Bicycle road ride event in New York City

The TD Five Boro Bike Tour is an annual recreational cycling event in New York City organized by Bike New York. It is a charity event to fund Bike New York's education programs. Conducted on the first Sunday of May, the 40 mi ride has over 32,000 riders. The route takes riders through all five of New York's boroughs and across five major bridges. The entire route, including bridges and expressways which normally prohibit cyclists, is closed to automobile traffic for the ride.

== History ==

2014 Logo

The event began on June 12, 1977, as the Five Boro Challenge with about 250 participants on an 80 mi course. The goal of the first tour was to provide training in bicycle safety for high school students.

Then New York City Mayor Ed Koch promoted the idea of a citywide bike tour and the distance was shortened.
From 1979 to 1990, Citibank was the primary sponsor of the event.
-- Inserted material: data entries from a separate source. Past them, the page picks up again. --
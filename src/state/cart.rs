//! Cycle-count cart state.
//!
//! DESIGN
//! ======
//! The cart is transient server-side state mirrored here while the panel is
//! open: fetched on open, refetched after a line deletion, emptied on
//! checkout. Concurrent fetches are not guarded; the last response wins.

#[cfg(test)]
#[path = "cart_test.rs"]
mod cart_test;

use crate::net::types::CartLineItem;

/// State of the slide-over cart panel.
#[derive(Clone, Debug, Default)]
pub struct CartState {
    pub line_items: Vec<CartLineItem>,
    pub open: bool,
    pub loading: bool,
    pub error: Option<String>,
}

impl CartState {
    /// Replace the fetched lines, clearing any stale error.
    pub fn set_lines(&mut self, line_items: Vec<CartLineItem>) {
        self.line_items = line_items;
        self.loading = false;
        self.error = None;
    }

    /// Empty the cart after a successful checkout.
    pub fn clear(&mut self) {
        self.line_items.clear();
        self.loading = false;
        self.error = None;
    }

    /// Number of pending adjustment lines.
    pub fn len(&self) -> usize {
        self.line_items.len()
    }

    pub fn is_empty(&self) -> bool {
        self.line_items.is_empty()
    }
}
//! Room view: the stocked items of the currently selected room.

use leptos::prelude::*;

use crate::components::item_card::ItemCard;
use crate::state::buildings::BuildingsState;
use crate::state::catalog::CatalogState;

/// Item cards for the room picked on the floorplan.
#[component]
pub fn RoomView() -> impl IntoView {
    let buildings = expect_context::<RwSignal<BuildingsState>>();
    let catalog = expect_context::<RwSignal<CatalogState>>();

    // Back leaves the floorplan entirely and lands on the building list.
    let back = move |_| buildings.update(BuildingsState::back_to_list);

    view! {
        <div class="room-view">
            <button class="btn btn--ghost" on:click=back>
                "Back"
            </button>
            {move || {
                let Some(room) = buildings.get().selected_room else {
                    return view! { <p>"No room selected."</p> }.into_any();
                };
                let state = catalog.get();
                if state.items_loading {
                    return view! { <p>"Loading items..."</p> }.into_any();
                }
                let stocked: Vec<_> = state
                    .items_in_room(room.id)
                    .into_iter()
                    .map(|(item, room_item)| (item.clone(), room_item.clone()))
                    .collect();
                view! {
                    <h2>"Room: " {room.name}</h2>
                    <div class="room-view__cards">
                        {if stocked.is_empty() {
                            view! { <p>"This room has no stocked items."</p> }.into_any()
                        } else {
                            stocked
                                .into_iter()
                                .map(|(item, room_item)| {
                                    view! { <ItemCard item=item room_item=room_item/> }
                                })
                                .collect::<Vec<_>>()
                                .into_any()
                        }}
                    </div>
                }
                .into_any()
            }}
        </div>
    }
}
//! Browser localStorage cache for the session token.
//!
//! SYSTEM CONTEXT
//! ==============
//! The identity provider only hands the token over once, in the return-URL
//! fragment; caching it here lets a reload keep the session alive. SSR paths
//! safely no-op.

const TOKEN_KEY: &str = "stocktrackr_access_token";

/// Load the cached bearer token, if any.
pub fn load_token() -> Option<String> {
    #[cfg(feature = "hydrate")]
    {
        let storage = web_sys::window().and_then(|w| w.local_storage().ok().flatten())?;
        storage.get_item(TOKEN_KEY).ok().flatten()
    }
    #[cfg(not(feature = "hydrate"))]
    {
        None
    }
}

/// Cache the bearer token for future page loads.
pub fn save_token(token: &str) {
    #[cfg(feature = "hydrate")]
    {
        if let Some(storage) = web_sys::window().and_then(|w| w.local_storage().ok().flatten()) {
            let _ = storage.set_item(TOKEN_KEY, token);
        }
    }
    #[cfg(not(feature = "hydrate"))]
    {
        let _ = token;
    }
}

/// Drop the cached token on logout.
pub fn clear_token() {
    #[cfg(feature = "hydrate")]
    {
        if let Some(storage) = web_sys::window().and_then(|w| w.local_storage().ok().flatten()) {
            let _ = storage.remove_item(TOKEN_KEY);
        }
    }
}
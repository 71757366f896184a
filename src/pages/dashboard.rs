//! Dashboard page: per-building expiry and par reports with CSV downloads.

#[cfg(test)]
#[path = "dashboard_test.rs"]
mod dashboard_test;

use leptos::prelude::*;

use crate::state::auth::AuthState;
use crate::state::buildings::BuildingsState;
use crate::state::dashboard::DashboardState;
use crate::state::toasts::ToastsState;
use crate::util::dates;

/// Which report card an empty-state message belongs to.
#[derive(Clone, Copy, Debug, PartialEq, Eq)]
enum ReportKind {
    BelowPar,
    Expiry,
}

/// Empty-state copy for a report card.
fn empty_report_message(building_selected: bool, kind: ReportKind) -> &'static str {
    if !building_selected {
        return "Please select a building to continue.";
    }
    match kind {
        ReportKind::BelowPar => "You have no items reaching par.",
        ReportKind::Expiry => "You have no expiring items.",
    }
}

#[cfg(feature = "hydrate")]
fn load_reports(
    auth: RwSignal<AuthState>,
    dashboard: RwSignal<DashboardState>,
    toasts: RwSignal<ToastsState>,
    building_id: i64,
) {
    let Some(token) = auth.get_untracked().token else {
        return;
    };
    dashboard.update(|d| d.loading = true);
    leptos::task::spawn_local(async move {
        let expiry = crate::net::api::fetch_expiry_report(&token, building_id).await;
        let below_par = crate::net::api::fetch_below_par_report(&token, building_id).await;
        dashboard.update(|d| d.loading = false);
        match expiry {
            Ok(report) => dashboard.update(|d| d.set_expiry(report)),
            Err(e) => {
                log::error!("expiry report failed: {e}");
                toasts.update(|t| {
                    t.error("Error getting expiry report", &e);
                });
            }
        }
        match below_par {
            Ok(report) => dashboard.update(|d| d.set_below_par(report)),
            Err(e) => {
                log::error!("below-par report failed: {e}");
                toasts.update(|t| {
                    t.error("Error getting par report", &e);
                });
            }
        }
    });
}

/// Aggregate stock-health view for one selected building.
#[component]
pub fn DashboardPage() -> impl IntoView {
    let auth = expect_context::<RwSignal<AuthState>>();
    let buildings = expect_context::<RwSignal<BuildingsState>>();
    let dashboard = expect_context::<RwSignal<DashboardState>>();
    let toasts = expect_context::<RwSignal<ToastsState>>();

    #[cfg(feature = "hydrate")]
    Effect::new(move || {
        if auth.get().is_authenticated() && buildings.get_untracked().items.is_empty() {
            super::load_buildings(auth, buildings, toasts);
        }
    });
    #[cfg(not(feature = "hydrate"))]
    let _ = (auth, toasts);

    let on_building = move |ev: leptos::ev::Event| {
        let Ok(id) = event_target_value(&ev).parse::<i64>() else {
            return;
        };
        dashboard.update(|d| d.select_building(id));
        #[cfg(feature = "hydrate")]
        load_reports(auth, dashboard, toasts, id);
    };

    let current_building = move || {
        let id = dashboard.get().building_id?;
        buildings.get().items.into_iter().find(|b| b.id == id)
    };

    let download_expiry = move |_| {
        #[cfg(feature = "hydrate")]
        {
            let csv = crate::util::csv_export::expiring_items_csv(&dashboard.get().expiry.items);
            crate::util::download::download_text_file(
                crate::util::csv_export::EXPIRY_FILENAME,
                "text/csv",
                &csv,
            );
        }
    };

    let download_below_par = move |_| {
        #[cfg(feature = "hydrate")]
        {
            let csv = crate::util::csv_export::below_par_csv(&dashboard.get().below_par.items);
            crate::util::download::download_text_file(
                crate::util::csv_export::BELOW_PAR_FILENAME,
                "text/csv",
                &csv,
            );
        }
    };

    view! {
        <div class="dashboard-page">
            <div class="dashboard-page__cards">
                <section class="card">
                    <header class="card__header">
                        <h3>"Short Expiry Items"</h3>
                    </header>
                    <div class="card__metric">{move || dashboard.get().expiry.count}</div>
                    <p class="card__hint">"Expiry less than 6 months from today"</p>
                </section>
                <section class="card">
                    <header class="card__header">
                        <h3>"Near Par Items"</h3>
                    </header>
                    <div class="card__metric">{move || dashboard.get().below_par.count}</div>
                    <p class="card__hint">"Below 150% par level"</p>
                </section>
                <section class="card card--wide">
                    <header class="card__header">
                        <h3>"Current Building"</h3>
                        <select on:change=on_building>
                            <option value="" selected=move || dashboard.get().building_id.is_none()>
                                "Select Building"
                            </option>
                            {move || {
                                buildings
                                    .get()
                                    .items
                                    .into_iter()
                                    .map(|b| {
                                        view! { <option value=b.id.to_string()>{b.name}</option> }
                                    })
                                    .collect::<Vec<_>>()
                            }}
                        </select>
                    </header>
                    {move || {
                        current_building()
                            .map_or_else(
                                || {
                                    view! {
                                        <p class="card__empty">"You do not have any active buildings"</p>
                                    }
                                        .into_any()
                                },
                                |b| {
                                    view! {
                                        <div class="card__building">
                                            <img src=b.building_img_url alt="building preview"/>
                                            <h4>"Building Name: " {b.name}</h4>
                                        </div>
                                    }
                                        .into_any()
                                },
                            )
                    }}
                </section>
            </div>
            <div class="dashboard-page__reports">
                <section class="card">
                    <header class="card__header">
                        <div>
                            <h3>"Items to Reorder"</h3>
                            <p class="card__hint">"Items with less than 150% par level"</p>
                        </div>
                        <button class="btn" on:click=download_below_par>
                            "Download"
                        </button>
                    </header>
                    {move || {
                        let state = dashboard.get();
                        let items = state.below_par.items;
                        if items.is_empty() {
                            let message = empty_report_message(
                                state.building_id.is_some(),
                                ReportKind::BelowPar,
                            );
                            view! { <p class="card__empty">{message}</p> }.into_any()
                        } else {
                            items
                                .into_iter()
                                .map(|item| {
                                    view! {
                                        <div class="report-row">
                                            <div class="report-row__main">
                                                <p class="report-row__name">{item.item_name}</p>
                                                <p class="report-row__serial">{item.serial_num}</p>
                                                <span class="badge">"Par: " {item.par_level}</span>
                                            </div>
                                            <span class="badge badge--wide">
                                                {item.item_total} " left"
                                            </span>
                                        </div>
                                    }
                                })
                                .collect::<Vec<_>>()
                                .into_any()
                        }
                    }}
                </section>
                <section class="card">
                    <header class="card__header">
                        <div>
                            <h3>"Short Expiry"</h3>
                            <p class="card__hint">"Items expiring in 6 months"</p>
                        </div>
                        <button class="btn" on:click=download_expiry>
                            "Download"
                        </button>
                    </header>
                    {move || {
                        let state = dashboard.get();
                        let items = state.expiry.items;
                        if items.is_empty() {
                            let message = empty_report_message(
                                state.building_id.is_some(),
                                ReportKind::Expiry,
                            );
                            view! { <p class="card__empty">{message}</p> }.into_any()
                        } else {
                            let today = dates::today();
                            items
                                .into_iter()
                                .map(|item| {
                                    let days = dates::parse_expiry(&item.expiry_date)
                                        .map_or(0, |d| dates::days_till_expiry(d, today));
                                    let expiry =
                                        dates::display_expiry(Some(&item.expiry_date));
                                    view! {
                                        <div class="report-row">
                                            <div class="report-row__main">
                                                <p class="report-row__name">{item.item.item_name}</p>
                                                <p class="report-row__serial">{item.item.serial_num}</p>
                                                <span class="badge">"Exp: " {expiry}</span>
                                                <span class="badge badge--muted">{item.room.name}</span>
                                            </div>
                                            <span class="badge badge--wide">
                                                {days} " days till expiry"
                                            </span>
                                        </div>
                                    }
                                })
                                .collect::<Vec<_>>()
                                .into_any()
                        }
                    }}
                </section>
            </div>
        </div>
    }
}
Citibank withdrew as sponsor in 1991. Unable to find a replacement sponsor in time, the event was not held that year. It returned in 1992 when TD Bank bought naming rights to the tour. In 2013, the city proposed to charge the tour nearly a million dollars for police services, claiming Bike New York does not qualify as a charity; after Bike New York filed a lawsuit, Judge Margaret Chan ruled that the New York City Police Department does not have the right to make that determination.

The Tour had originally been managed by the New York Council of American Youth Hostels (AYH). In 1999, AYH spun off the event into a new nonprofit called Bike New York.

The 2020 tour was cancelled due to the COVID-19 pandemic but has since continued annually.

== Route ==
The route begins in Lower Manhattan, heads north via Sixth Avenue through the interior of Central Park and continues into Harlem and the Bronx via the Madison Avenue Bridge. Re-entering Manhattan, it travels south along the East River on the FDR Drive. The route crosses the Queensboro Bridge into Queens before heading south across the Pulaski Bridge into Brooklyn, and over the Brooklyn-Queens Expressway via the Verrazzano–Narrows Bridge into Staten Island.